Bing Jiazhi mengangguk. Dia yang di bicarakannya tidak lain adalah Xue Ni, yang mungkin adalah istrinya. “Dia hidup dengan damai di sana.”
“Aku sudah menduganya. Ah, perkenalan namaku Hao yu.”
“Aku ingin mengetahui hubunganmu dengan guruku.”
“Kami adalah sepasang suami istri.
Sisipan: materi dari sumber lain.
//! Table change detection.
//!
//! Polling is the only signal the warehouse offers, so the detector keeps
//! the last version it observed per table and classifies each poll against
//! it. Per table the state machine is `Unseen` → `Baseline(v)` →
//! `Baseline(v')`: the first poll records a baseline without firing
//! anything, an equal version is suppressed, and any different version —
//! including a numerically smaller one after a table restore — counts as a
//! change.
//!
//! The version map lives only in memory; a restart makes the next poll of
//! every table a first observation again.

use std::collections::HashMap;
use std::sync::Arc;

use async_trait::async_trait;
use parking_lot::Mutex;

use crate::errors::QueryError;

/// Contract to the external data store: the current version of a table.
///
/// Query failures surface as [`QueryError`] and must leave detector state
/// untouched.
#[async_trait]
pub trait VersionSource: Send + Sync {
    async fn latest_version(&self, table: &str) -> Result<i64, QueryError>;
}

/// Outcome of one detection attempt. Transient, never stored.
#[derive(Debug, Clone, Copy, PartialEq, Eq)]
pub enum ChangeRecord {
    /// Version unchanged since the last poll.
    NoChange,
    /// First observation of this table; baseline recorded, nothing fires.
    InitialState { version: i64 },
    /// Version differs from the recorded baseline.
    ChangesDetected { version: i64 },
}

/// Polls a [`VersionSource`] and tracks per-table baselines.
pub struct ChangeDetector {
    source: Arc<dyn VersionSource>,
    versions: Mutex<HashMap<String, i64>>,
}

impl ChangeDetector {
    pub fn new(source: Arc<dyn VersionSource>) -> Self {
        Self {
            source,
            versions: Mutex::new(HashMap::new()),
        }
    }

    /// Poll `table` once and classify the result.
    ///
    /// On `InitialState` and `ChangesDetected` the recorded version moves to
    /// the observed value; on `NoChange` and on query failure it is left
    /// untouched.
    pub async fn check(&self, table: &str) -> Result<ChangeRecord, QueryError> {
        tracing::debug!(table = %table, "querying current table version");
        let current = self.source.latest_version(table).await?;

        let mut versions = self.versions.lock();
        let record = match versions.get(table) {
            None => ChangeRecord::InitialState { version: current },
            Some(&last) if last == current => ChangeRecord::NoChange,
            Some(&last) => {
                tracing::info!(
                    table = %table,
                    from = last,
                    to = current,
                    "table version changed"
                );
                ChangeRecord::ChangesDetected { version: current }
            }
        };

        if !matches!(record, ChangeRecord::NoChange) {
            versions.insert(table.to_string(), current);
        }
        Ok(record)
    }

    /// The recorded baseline for `table`, if one exists.
    pub fn recorded_version(&self, table: &str) -> Option<i64> {
        self.versions.lock().get(table).copied()
    }
}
Hubungan kami sangat rumit, hingga aku tidak yakin, apakah kami memiliki hubungan seperti itu atau tidak; kami hidup sendiri dan seolah tidak terhubung sama sekali. Beberapa tahun ini setelah ia melahirkan, aku berpikir ia akan melupakan kami dan pergi selamanya, bahkan aku pernah ingin berbohong kepada Xue yan, bahwa ibunya sudah meninggal atau menikah lagi dan mengatakan ia adalah ibunya. Sayang sekali, aku terlalu takut melakukannya dan takut sumpah diriku bersama dengan Xue Ni akan menjadi kenyataan.”